IS are a bunch of murderous thugs. Their values are antithetical to secularism and democracy, but that does not make them unknowable. There are plenty of people writing and working in this field who know full well how IS thinks and why they do what they do, as well as the processes underpinning and conditioning why someone decides to go down this path - despite it also being antithetical to Islam itself. And with that understanding, strategies aimed at undermining and disrupting the path to radical extremism can and are employed by a variety of agencies. As we enter the final days of the election campaign and reaction to this outrage casts its shadow over campaigning, we will see who wants to deploy this understanding of IS to stop them, and who wants to ignore it to score political points.

7 comments:

Robert said...

IS hurl gay men off high buildings, burn alive captured Jordanian pilots in cages and force young children to take part in executions.

i.e. A death cult.

We shouldn’t waste too much time understanding them. We should support the ground forces in Syria and Iraq combating them.

What was the thinking behind targeting of a pop concert by a performer who consciously markets herself to young teenage girls?
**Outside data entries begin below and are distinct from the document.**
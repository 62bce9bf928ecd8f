//! Pattern matching and unification through the public API

use mettacore::backend::match_all;
use mettacore::{match_atom, parse, unify, Atom, Bindings};

fn atom(src: &str) -> Atom {
    parse(src).expect("atom parses").remove(0)
}

#[test]
fn test_matching_an_atom_against_itself_binds_nothing() {
    for src in ["foo", "42", "\"s\"", "(a (b c) 1.5)", "$x", "(f $x $y)", "()", "Empty"] {
        let a = atom(src);
        let bindings = match_atom(&a, &a).unwrap_or_else(|| panic!("{} should match itself", src));
        assert!(bindings.is_empty(), "{} produced {}", src, bindings);
    }
}

#[test]
fn test_variable_pattern_binds_the_whole_atom() {
    for src in ["foo", "7", "(deep (nested (list)))"] {
        let a = atom(src);
        let bindings = match_atom(&a, &Atom::var("v")).expect("a variable matches anything");
        assert_eq!(bindings.len(), 1);
        assert_eq!(bindings.get("v"), Some(&a));
        assert_eq!(bindings.get("$v"), Some(&a));
    }
}

#[test]
fn test_repeated_variable_requires_equal_parts() {
    let pattern = atom("(pair $x $x)");
    assert!(match_atom(&atom("(pair 1 1)"), &pattern).is_some());
    assert!(match_atom(&atom("(pair 1 2)"), &pattern).is_none());
}

#[test]
fn test_matching_is_one_directional() {
    // The data side's variable is compared literally
    assert!(match_atom(&atom("(f $y)"), &atom("(f 1)")).is_none());
    assert!(match_atom(&atom("(f 1)"), &atom("(f $y)")).is_some());
}

#[test]
fn test_arity_and_head_must_agree() {
    assert!(match_atom(&atom("(f 1 2)"), &atom("(f $x)")).is_none());
    assert!(match_atom(&atom("(g 1)"), &atom("(f $x)")).is_none());
    assert!(match_atom(&atom("1"), &atom("1.0")).is_none());
}

#[test]
fn test_match_all_keeps_iteration_order() {
    let facts = vec![atom("(edge a b)"), atom("(node a)"), atom("(edge b c)")];
    let found: Vec<Atom> = match_all(&facts, &atom("(edge $from $to)"))
        .iter()
        .filter_map(|b| b.get("to").cloned())
        .collect();
    assert_eq!(found, vec![atom("b"), atom("c")]);
}

#[test]
fn test_unify_is_symmetric() {
    let pairs = [
        ("(f $x b)", "(f a $y)"),
        ("(g $x $x)", "(g (h $y) (h c))"),
        ("$z", "(k 1 2)"),
        ("(p 1)", "(p 1)"),
    ];
    for (l, r) in pairs {
        let (left, right) = (atom(l), atom(r));
        let forward = unify(&left, &right).unwrap_or_else(|| panic!("{} ~ {}", l, r));
        let backward = unify(&right, &left).unwrap_or_else(|| panic!("{} ~ {}", r, l));
        assert_eq!(forward.apply(&left), forward.apply(&right));
        assert_eq!(backward.apply(&left), backward.apply(&right));
        assert_eq!(forward.apply(&left), backward.apply(&left));
    }
}

#[test]
fn test_unify_failures_are_symmetric() {
    let pairs = [("(f a)", "(f b)"), ("(f $x $x)", "(f a b)"), ("$x", "(s $x)")];
    for (l, r) in pairs {
        let (left, right) = (atom(l), atom(r));
        assert!(unify(&left, &right).is_none(), "{} ~ {}", l, r);
        assert!(unify(&right, &left).is_none(), "{} ~ {}", r, l);
    }
}

#[test]
fn test_unify_resolves_variable_chains() {
    let bindings = unify(&atom("(f $x $y)"), &atom("(f $y 3)")).expect("unifiable");
    assert_eq!(bindings.get("x"), Some(&Atom::int(3)));
    assert_eq!(bindings.get("y"), Some(&Atom::int(3)));
}

#[test]
fn test_bindings_merge() {
    let a = match_atom(&atom("(f 1)"), &atom("(f $x)")).unwrap();
    let b = match_atom(&atom("(g 2)"), &atom("(g $y)")).unwrap();
    let merged = a.merge(&b).expect("disjoint bindings merge");
    assert_eq!(merged.len(), 2);

    let clash = match_atom(&atom("(f 9)"), &atom("(f $x)")).unwrap();
    assert!(a.merge(&clash).is_none());
    assert_eq!(a.merge(&Bindings::new()), Some(a.clone()));
}
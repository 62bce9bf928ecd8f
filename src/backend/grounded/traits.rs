//! Traits for grounded operations.

use super::{Atom, GroundedResult};

/// How many arguments an operation accepts
#[derive(Debug, Clone, Copy, PartialEq, Eq)]
pub enum Arity {
    Exactly(usize),
    AtLeast(usize),
}

impl Arity {
    pub fn accepts(&self, count: usize) -> bool {
        match *self {
            Arity::Exactly(n) => count == n,
            Arity::AtLeast(n) => count >= n,
        }
    }
}

impl std::fmt::Display for Arity {
    fn fmt(&self, f: &mut std::fmt::Formatter<'_>) -> std::fmt::Result {
        match *self {
            Arity::Exactly(1) => write!(f, "exactly 1 argument"),
            Arity::Exactly(n) => write!(f, "exactly {} arguments", n),
            Arity::AtLeast(1) => write!(f, "at least 1 argument"),
            Arity::AtLeast(n) => write!(f, "at least {} arguments", n),
        }
    }
}

/// A built-in operator over evaluated values.
///
/// The interpreter evaluates every argument first; when an argument yields
/// several values, `execute` is called once per element of the Cartesian
/// product of argument values.
///
/// # Implementing a Grounded Operation
///
/// ```ignore
/// struct NegOp;
///
/// impl GroundedOperation for NegOp {
///     fn name(&self) -> &str { "neg" }
///     fn arity(&self) -> Arity { Arity::Exactly(1) }
///     fn execute(&self, args: &[Atom]) -> GroundedResult {
///         let x = numeric_args(self.name(), args)?[0];
///         Ok(Atom::float(-x))
///     }
/// }
/// ```
pub trait GroundedOperation: Send + Sync {
    /// The name of this operation (e.g., "+", "-", "and")
    fn name(&self) -> &str;

    /// Accepted argument counts, checked before arguments are evaluated
    fn arity(&self) -> Arity;

    /// Execute the operation on one combination of argument values.
    ///
    /// # Returns
    /// * `Ok(atom)` - the result value
    /// * `Err(...)` - turned into an Error atom by the interpreter
    fn execute(&self, args: &[Atom]) -> GroundedResult;
}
This was a much an attack on young women enjoying themselves as it was to do with foreign policy.

Do you remember about 10 years ago when a jihadist plot was foiled to bomb nightclubs in Leicester Square? The Court heard transcripts of online conversations between the plotters and what they said to goad each other on. Included was sexist denunciations of women who go to nightclubs along the lines of , “they dress in short shirts”….”they drink alcohol”.

Manchester was more about Islamist male Puritanism than anything else.

Don’t make the mistake of seeing these specimens through the prism of western liberalism or leftism. Don’t be eurocentric.

What makes them tick is very different to what moves us. A completely different tradition

Robert said...

’m not quite saying there’s no link between terrorism and British foreign policy.

What I am saying is that it’s both wrong and simplistic to claim, or to imply, that these attacks are direct retaliations.

The invasion of Iraq gave the jihadist savages a foothold in Iraq, similarly our destruction of Libya gave those same savages a foothold in Libya – and similarly in Syria.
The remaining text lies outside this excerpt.